Considerações finais
A escolha da virada ontológica na antropologia como um exercício reflexivo que pode contribuir para pensar alguns termos da história intelectual tem a ver com a própria relação da história intelectual com esses modos de saber e com sua dificuldade de lidar com demandas de pesquisa que se ancoram fora das premissas do humanismo e, no quadro do humanismo, da própria virada linguística que fundamentou epistemologicamente uma boa parte da história intelectual. Não se trata de negar as conquistas da virada linguística, mas de explorar, na linguagem, certos elementos que têm um pendor mais realista do que propriamente idealista.

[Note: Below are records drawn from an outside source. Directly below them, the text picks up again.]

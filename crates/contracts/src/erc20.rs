//! ERC-20 helpers (paying gas with tokens through the ERC-20 paymaster)

use crate::{
    error::EntryPointError,
    gen::erc20::{ApproveCall, ERC20},
};
use ethers::{
    abi::AbiEncode,
    providers::Middleware,
    types::{Address, Bytes, U256},
};
use std::sync::Arc;

/// `approve(spender, value)`
pub fn encode_approve(spender: Address, value: U256) -> Bytes {
    ApproveCall { spender, value }.encode().into()
}

/// Token balance of `owner`
pub async fn balance_of<M: Middleware + 'static>(
    eth_client: Arc<M>,
    token: Address,
    owner: Address,
) -> Result<U256, EntryPointError> {
    ERC20::new(token, eth_client)
        .balance_of(owner)
        .call()
        .await
        .map_err(|err| EntryPointError::Other { inner: format!("balance of error: {err:?}") })
}

/// Formats a token amount with the given number of decimals, trimming trailing zeros
pub fn format_units(amount: U256, decimals: u32) -> String {
    let base = U256::exp10(decimals as usize);
    let (int, frac) = amount.div_mod(base);
    if frac.is_zero() {
        return int.to_string();
    }
    let frac = format!("{:0>width$}", frac.to_string(), width = decimals as usize);
    format!("{int}.{}", frac.trim_end_matches('0'))
}

#[cfg(test)]
mod tests {
    use super::*;
    use ethers::providers::{MockProvider, Provider};

    #[test]
    fn approve_call_data() {
        let spender: Address = "0x000000000009B901DeC1aaB9389285965F49D387".parse().unwrap();
        let data = encode_approve(spender, U256::MAX);
        assert_eq!(&data[..4], &[0x09, 0x5e, 0xa7, 0xb3]);
        assert_eq!(&data[16..36], spender.as_bytes());
        assert_eq!(&data[36..68], &[0xff; 32]);
    }

    #[test]
    fn format_usdc() {
        assert_eq!(format_units(1_000_000.into(), 6), "1");
        assert_eq!(format_units(250_000.into(), 6), "0.25");
        assert_eq!(format_units(1_000_001.into(), 6), "1.000001");
        assert_eq!(format_units(U256::zero(), 6), "0");
    }

    #[tokio::test]
    async fn token_balance() {
        let (provider, mock) = Provider::mocked();
        mock.push::<Bytes, _>(Bytes::from(U256::from(1_500_000).encode())).unwrap();
        let balance = balance_of(Arc::new(provider), Address::random(), Address::random())
            .await
            .unwrap();
        assert_eq!(balance, 1_500_000.into());
    }
}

Seja como for, a história intelectual não precisa temer a perda de um mundo habitado. Se há um “problema da realidade”, é seu excesso e não a sua falta. Nessa tarefa de lidar com as coisas do mundo, a história intelectual pode desfrutar de certo pendor realista, ainda que não estejamos lidando diretamente com a “coisa em si” propriamente dita - ou talvez o problema seja exatamente pensar os termos do propriamente dito da coisa em si. Afinal, a história intelectual seria interessante se ela não lidasse com as coisas do mundo? Os usos que os historiadores fazem dos conceitos poderiam ter uma repercussão dotada de sentido e efetiva se tais historiadores não lidassem, de um modo ou de outro (ressalte-se o outro), com esse universo e multiverso de existentes que a todo o momento extrapolam os limites do pensamento? Seguramente, a resposta é negativa. E para que o pensamento tenha um alcance maior na história intelectual, torna-se imprescindível pensar esse pensamento por meio de uma espiritualidade fundada para além das premissas do humanismo.